Товарищ Петьки всхлипывал, то наклонялся к умершему, то прямился, не зная, что делать дальше. Да и никто этого не знал. Тот же голос, что приказывал чувашу не кудахтать, произнес:

– Когда заварилась каша, мы враз смикитили: война! Ну весь гарнизон по тревоге собрался в дот, фашист лупит прямой наводкой, танки идут… Я и говорю… давайте, говорю, обнимемся перед смертью, попрощаемся. А старший лейтенант обрезает: отставить прощания, воевать будем! Ну, мы воевали, покамест фашист не выкурил огнеметами… Мы наверх, почти всех перебили, старшого тож, а я вот в плену. Так и не попрощались…

А он попрощался с Ирой и Женей, с Кларой. Прощался ли с кем из пограничников – не помнит, как отрезало. Может, и прощался. С Белянкиным, например. Или не попрощался? Отшибло память. После вспомнит. И вдруг отшибленная память сработала, но не так, не то: если начнется война, будем бить врага на его территории. Чьи слова, не помнит, точны ли, не помнит. Но помнит: смысл такой. И что же? Война началась, и враг на нашей территории. Бьет нас? Похоже. Хотя и мы его бьем. Но война отходит на восток, вглубь страны. Как же так?

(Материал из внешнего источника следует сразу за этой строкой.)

//! Monotonic CRL numbering.

use std::sync::Arc;

use parking_lot::Mutex;
use tracing::{debug, error, info};

use crate::store::CrlNumberStore;
use crate::{CaError, Result};

/// Process-wide CRL number.
///
/// Guarded by its own mutex, independent of the CA slot. The persisted value
/// is always written before the in-memory one, so a restart can never hand
/// out a number that was already used.
pub struct CrlNumberRegistry {
    store: Arc<dyn CrlNumberStore>,
    current: Mutex<Option<u64>>,
}

impl CrlNumberRegistry {
    pub fn new(store: Arc<dyn CrlNumberStore>) -> Self {
        Self {
            store,
            current: Mutex::new(None),
        }
    }

    /// Read the persisted number; a missing value means 0.
    ///
    /// `published_floor` is the number of the CRL currently on disk, if any.
    /// The registry starts from whichever is larger, so a stale or lost store
    /// cannot cause reuse.
    pub fn load(&self, published_floor: Option<u64>) -> Result<u64> {
        let mut current = self.current.lock();
        let stored = self.store.current_crl_number()?.unwrap_or(0);
        let value = stored.max(published_floor.unwrap_or(0));
        if value > stored {
            info!(stored, published = value, "crl number store behind published crl");
        }
        *current = Some(value);
        debug!(crl_number = value, "loaded crl number");
        Ok(value)
    }

    /// Persist and return the next number.
    ///
    /// On a persistence failure the in-memory value is left unchanged.
    pub fn increment(&self) -> Result<u64> {
        let mut current = self.current.lock();
        let base = match *current {
            Some(value) => value,
            None => self.store.current_crl_number()?.unwrap_or(0),
        };
        let next = base
            .checked_add(1)
            .ok_or_else(|| CaError::CrlNumber(format!("crl number {base} cannot be incremented")))?;
        if let Err(e) = self.store.set_current_crl_number(next) {
            error!(crl_number = next, error = %e, "failed to persist crl number");
            return Err(e);
        }
        *current = Some(next);
        Ok(next)
    }

    /// Last number handed out, `None` before [`load`](Self::load).
    pub fn current(&self) -> Option<u64> {
        *self.current.lock()
    }
}

impl std::fmt::Debug for CrlNumberRegistry {
    fn fmt(&self, f: &mut std::fmt::Formatter<'_>) -> std::fmt::Result {
        f.debug_struct("CrlNumberRegistry")
            .field("current", &self.current())
            .finish_non_exhaustive()
    }
}

#[cfg(test)]
mod tests {
    use super::*;
    use crate::store::MemoryStore;
    use crate::CaError;
    use std::sync::atomic::{AtomicBool, Ordering};

    /// Store whose writes can be made to fail.
    #[derive(Default)]
    struct FlakyStore {
        inner: MemoryStore,
        fail: AtomicBool,
    }

    impl CrlNumberStore for FlakyStore {
        fn current_crl_number(&self) -> Result<Option<u64>> {
            self.inner.current_crl_number()
        }

        fn set_current_crl_number(&self, number: u64) -> Result<()> {
            if self.fail.load(Ordering::SeqCst) {
                return Err(CaError::CrlNumber("disk full".into()));
            }
            self.inner.set_current_crl_number(number)
        }
    }

    #[test]
    fn test_fresh_store_starts_at_zero() {
        let registry = CrlNumberRegistry::new(Arc::new(MemoryStore::new()));
        assert_eq!(registry.current(), None);
        assert_eq!(registry.load(None).unwrap(), 0);
        assert_eq!(registry.increment().unwrap(), 1);
        assert_eq!(registry.increment().unwrap(), 2);
    }

    #[test]
    fn test_increments_are_persisted() {
        let store = Arc::new(MemoryStore::new());
        store.set_current_crl_number(41).unwrap();
        let registry = CrlNumberRegistry::new(store.clone());
        registry.load(None).unwrap();
        assert_eq!(registry.increment().unwrap(), 42);
        assert_eq!(store.current_crl_number().unwrap(), Some(42));

        // A new registry over the same store continues the sequence.
        let restarted = CrlNumberRegistry::new(store);
        assert_eq!(restarted.load(None).unwrap(), 42);
        assert_eq!(restarted.increment().unwrap(), 43);
    }

    #[test]
    fn test_exhausted_number_is_an_error() {
        let store = Arc::new(MemoryStore::new());
        let registry = CrlNumberRegistry::new(store.clone());
        registry.load(Some(u64::MAX)).unwrap();
        assert!(matches!(registry.increment(), Err(CaError::CrlNumber(_))));
        assert_eq!(registry.current(), Some(u64::MAX));
        assert_eq!(store.current_crl_number().unwrap(), None);
    }

    #[test]
    fn test_published_floor_wins() {
        let store = Arc::new(MemoryStore::new());
        store.set_current_crl_number(3).unwrap();
        let registry = CrlNumberRegistry::new(store);
        assert_eq!(registry.load(Some(10)).unwrap(), 10);
        assert_eq!(registry.increment().unwrap(), 11);
    }

    #[test]
    fn test_failed_persist_keeps_memory() {
        let store = Arc::new(FlakyStore::default());
        let registry = CrlNumberRegistry::new(store.clone());
        registry.load(None).unwrap();
        assert_eq!(registry.increment().unwrap(), 1);

        store.fail.store(true, Ordering::SeqCst);
        assert!(registry.increment().is_err());
        assert_eq!(registry.current(), Some(1));

        store.fail.store(false, Ordering::SeqCst);
        assert_eq!(registry.increment().unwrap(), 2);
    }

    #[test]
    fn test_lazy_load_on_increment() {
        let store = Arc::new(MemoryStore::new());
        store.set_current_crl_number(7).unwrap();
        let registry = CrlNumberRegistry::new(store);
        assert_eq!(registry.increment().unwrap(), 8);
    }

    #[test]
    fn test_concurrent_increments_unique() {
        let registry = Arc::new(CrlNumberRegistry::new(Arc::new(MemoryStore::new())));
        registry.load(None).unwrap();
        let handles: Vec<_> = (0..8)
            .map(|_| {
                let registry = Arc::clone(&registry);
                std::thread::spawn(move || {
                    (0..25)
                        .map(|_| registry.increment().unwrap())
                        .collect::<Vec<_>>()
                })
            })
            .collect();
        let mut all: Vec<u64> = handles
            .into_iter()
            .flat_map(|h| h.join().unwrap())
            .collect();
        all.sort_unstable();
        assert_eq!(all, (1..=200).collect::<Vec<_>>());
    }
}
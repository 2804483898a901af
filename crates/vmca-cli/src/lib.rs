//! # vmca-cli
//!
//! Front end for the certificate authority in `vmca-srv`: install a root,
//! sign CSRs, revoke, and publish or inspect the CRL. `vmcad serve` keeps
//! the CRL fresh in the foreground.

pub mod cli;
pub mod output;

pub use cli::run;
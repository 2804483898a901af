//! vmcad - VMware Certificate Authority daemon and admin tool.

use anyhow::Result;
use tracing_subscriber::{layer::SubscriberExt, util::SubscriberInitExt, EnvFilter};

fn main() -> Result<()> {
    tracing_subscriber::registry()
        .with(EnvFilter::try_from_default_env().unwrap_or_else(|_| EnvFilter::new("info")))
        .with(
            tracing_subscriber::fmt::layer()
                .with_target(false)
                .with_writer(std::io::stderr),
        )
        .init();

    vmca_cli::run()
}
//! `vmcad serve` - keep the published CRL fresh.

use std::sync::Arc;

use anyhow::Result;
use tracing::{info, warn};
use vmca_srv::CrlRefresher;

use super::Context;

pub fn execute(ctx: &Context) -> Result<()> {
    let service = Arc::new(ctx.service()?);
    info!(
        data_dir = %ctx.config.data_dir.display(),
        level = service.functional_level().bits(),
        "vmca service started"
    );

    match service.regenerate_crl() {
        Ok(built) => info!(crl_number = built.number, "published crl"),
        Err(e) if e.is_missing_ca() => warn!("no root ca installed, waiting for init-root"),
        Err(e) => return Err(e.into()),
    }

    let _refresher = CrlRefresher::spawn(Arc::clone(&service), ctx.config.refresh_interval())?;
    loop {
        std::thread::park();
    }
}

И, холодея от этих мыслей и стараясь избавиться от них, Скворцов подумал: «Кто-то просчитался? Нет, не может быть! Красная Армия могучим ответным ударом отшвырнет врага, и война переместится на его территорию. Будем бить за Бугом! А если ответного удара не дождемся? Если немцы пойдут на восток дальше и дальше? Что тогда?»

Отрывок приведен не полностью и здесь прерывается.